インターネットで調べると、日本の企業があちこちに店を経営する。店員が中国人でも、経営者が日本人だと価格満足度が低いのではないかと、仮説を立ててみた。
もう一つの店は全品六百円だから素通りした。かう考へると、私が勤務するビルの中華料理店は価格満足度が高い。しかしだからと言って安心してはいけない。前の更に前の本社があったビルは西新宿の青梅街道反対側のごみごみした一角だが、何とタイ料理店が入居してゐた。私は横浜勤務で、本社に行ったところタイ料理店は廃業したあとだった。
近くの衛星画像処理の会社で何回もタイに出張した人の話では、最初に店ができた時は閑古鳥が鳴いた。値下げをしたら繁盛するやうになった。そこで値上げをしたところ店がつぶれたさうだ。タイウォッチャーが云ふのだから間違ひない。店の跡は長らく空き状態だったが、今はスポーツ用品店が入居した。

一月十八日(金)アイランドとアイタウン
昨夜は朝日スポーツクラブに行った。プールで耳に水が入り一日経っても出て来ない。そこで耳鼻科に行くことにした。会社の向かひのビルと、アイランドと二箇所ある。向かひのビルは木曜が休診だから、金曜は混むおそれがある。しかも午後の開始が一時間遅い。
向かひのビルは同じ階の内科にも通ふので、違ふビルのほうが見聞を広めることができる。その一方で寒い道路を長距離歩かなくて済むし、私用外出の時間も短い。最後は医師の経験年数まで調べ、しかし午後の開始が一時間早いことが決め手となって、アイランドに行った。午後になり、耳の調子が悪くなり、早く治療してほしいと云ふ気持ちが勝った。
アイランドは幾つかの建物が集合する。小さな建物の一階だった。薬局は大きな建物に二つある。別の建物にも同名の薬局がある。アイランドは耳鼻科が一つ、歯科が二つ。古くは眼科があるらしい。薬局が三つは過大だが、隣に医科大学があるから、その患者が地下鉄に乗る前に寄るのであらう。
私がよく行く郵便局はアイタウンにある。アイランドと間違へやすい。なぜこんな紛らはしい名称を付けるのか。

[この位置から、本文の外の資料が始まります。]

use chrono::Timelike;
use rand::{rngs::StdRng, Rng, SeedableRng};
use serde::{Deserialize, Serialize};
use sha2::{Digest, Sha256};
use std::collections::BTreeMap;
use std::sync::Arc;
use tracing::{info, warn};

use crate::bias::SharedBias;
use crate::config::{ArtifactPaths, ModelVersions};
use crate::error::{MlError, Result};
use crate::model::{load_artifact, LabelEncoder, Regressor, Strategy, TorchRegressor};
use crate::types::{is_weekend, Prediction, PredictionSource};

const MIN_SURPLUS_KG: f64 = 0.5;
const INTERVAL_K: f64 = 1.2;
const CONFIDENCE_CAP: f64 = 0.96;
const NOISE_KG: f64 = 1.8;
const UNKNOWN_CLASS: &str = "Unknown";

// ---------- Categorical features ----------

#[derive(Debug, Clone, Copy, PartialEq, Eq, Hash, Serialize, Deserialize, Default)]
#[serde(from = "String", into = "String")]
pub enum EventType {
    #[default]
    Normal,
    Wedding,
    Festival,
    Corporate,
    Birthday,
    CollegeEvent,
    HotelBuffet,
}

impl EventType {
    pub fn as_str(&self) -> &'static str {
        match self {
            EventType::Normal => "normal",
            EventType::Wedding => "wedding",
            EventType::Festival => "festival",
            EventType::Corporate => "corporate",
            EventType::Birthday => "birthday",
            EventType::CollegeEvent => "college_event",
            EventType::HotelBuffet => "hotel_buffet",
        }
    }

    /// Class name used by the trained event encoder.
    fn encoder_class(&self) -> &'static str {
        match self {
            EventType::Normal => UNKNOWN_CLASS,
            EventType::Wedding => "Wedding",
            EventType::Festival => "Festival",
            EventType::Corporate => "Corporate",
            EventType::Birthday => "Birthday",
            EventType::CollegeEvent => "College Event",
            EventType::HotelBuffet => "Hotel Buffet",
        }
    }

    fn weight(&self) -> f64 {
        match self {
            EventType::Wedding => 2.6,
            EventType::Festival => 2.1,
            EventType::Corporate => 1.55,
            EventType::Birthday => 1.35,
            EventType::Normal | EventType::CollegeEvent | EventType::HotelBuffet => 1.0,
        }
    }
}

impl From<&str> for EventType {
    fn from(tag: &str) -> Self {
        match tag.trim().to_ascii_lowercase().as_str() {
            "wedding" => EventType::Wedding,
            "festival" => EventType::Festival,
            "corporate" => EventType::Corporate,
            "birthday" => EventType::Birthday,
            "college_event" => EventType::CollegeEvent,
            "hotel_buffet" => EventType::HotelBuffet,
            _ => EventType::Normal,
        }
    }
}

impl From<String> for EventType {
    fn from(tag: String) -> Self {
        EventType::from(tag.as_str())
    }
}

impl From<EventType> for String {
    fn from(e: EventType) -> Self {
        e.as_str().to_string()
    }
}

#[derive(Debug, Clone, Copy, PartialEq, Eq, Hash, Serialize, Deserialize, Default)]
#[serde(from = "String", into = "String")]
pub enum Weather {
    #[default]
    Clear,
    Rain,
    Hot,
    Cold,
}

impl Weather {
    pub fn as_str(&self) -> &'static str {
        match self {
            Weather::Clear => "clear",
            Weather::Rain => "rain",
            Weather::Hot => "hot",
            Weather::Cold => "cold",
        }
    }

    fn weight(&self) -> f64 {
        match self {
            Weather::Clear => 1.0,
            Weather::Rain => 1.35,
            Weather::Hot => 0.88,
            Weather::Cold => 1.12,
        }
    }
}

impl From<&str> for Weather {
    fn from(tag: &str) -> Self {
        match tag.trim().to_ascii_lowercase().as_str() {
            "rain" => Weather::Rain,
            "hot" => Weather::Hot,
            "cold" => Weather::Cold,
            _ => Weather::Clear,
        }
    }
}

impl From<String> for Weather {
    fn from(tag: String) -> Self {
        Weather::from(tag.as_str())
    }
}

impl From<Weather> for String {
    fn from(w: Weather) -> Self {
        w.as_str().to_string()
    }
}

思へば二年前に会社が移転した最初は、場所が判らず交番で訊いてアイランドの郵便局に行った。

一月十九日(土)公園通り
復路が、青梅街道経由から公園通り経由に戻った。と云っても昨日は中央通りを歩かず北通りを歩いた。それはアイランドの裏側を見るためだった。今までに何回も歩いたのだが、「LOVE」と云ふ字形のデザインがアイランドとは知らなかった。これはアメリカ人のデザインで、ほかにもイタリア人、フランス人、日本人の作品もあるさうだ。惜しむべきは、これらが日本の伝統と合はないため、関係者を除く通行人の心に響かない。私も、クリスマスの飾り物が未撤去なのだらうと思った。

一月十九日(土)その二戦争最初の航空機国内犠牲者
かつて我が家の近くに、鳥居と社と墓標と説明板と数本の樹木があった。遠くから見れば、小規模の林に見えたことだらう。説明板によると、開戦後にこの上空で軍用機二機が衝突し、国内初めての軍用機の死者になったとのことだった。
今から二十年程前(不確実)だらうか敷地が大きく減少し、鳥居は無くなり、二つの社は小さく(不確実)なった。石碑はあるが、昔の墓標は別にあったかも知れない。
その後、手入れをする人が無く、草が延びて立ち入りができることさへ判らなくなった。しかし最近は立ち入ることが可能になった。それは私がときどき草を踏み、小道に伸びた枝を折り、葉を抜くからだ。
私自身は、死者を社に祀ることは明治維新までの正しい伝統ではないと考へる。だから教義上は靖国神社に反対で、将来は各宗派(この前例として日泰寺がある)と伊勢神宮が共同で管理し、仏像や墓標も安置すべきだと思ふ。
そんな考へではあるが、社を草ぼうぼうで立ち入ることができなくしてよいことはない。死者にはきちんと敬意を表するべきだし、所有地内に社を築いた方にも、皆が参詣することにより賛意を表するべきだ。

一月二十一日(月)新しい靴
会社に行くときに履く靴はドンキホーテで買った五千円の合皮靴だ。もう一足、アウトレットで買った一万二千円の靴があり、一回は試着で会社まで往復したが、その後はよそ行き用に下足入れに入れておいた。
先週の金曜に妻が靴を入れ替へたらしく、新しい靴が並べてあり、時間がないのでそのまま履いて家を出た。いつもは駅まで一部走ることがあり、これで時間を調整する。ところが靴がよいと走れない。会社で恒例の二十五階から一階まで一往復も中止した。良い靴には欠点もある。(終)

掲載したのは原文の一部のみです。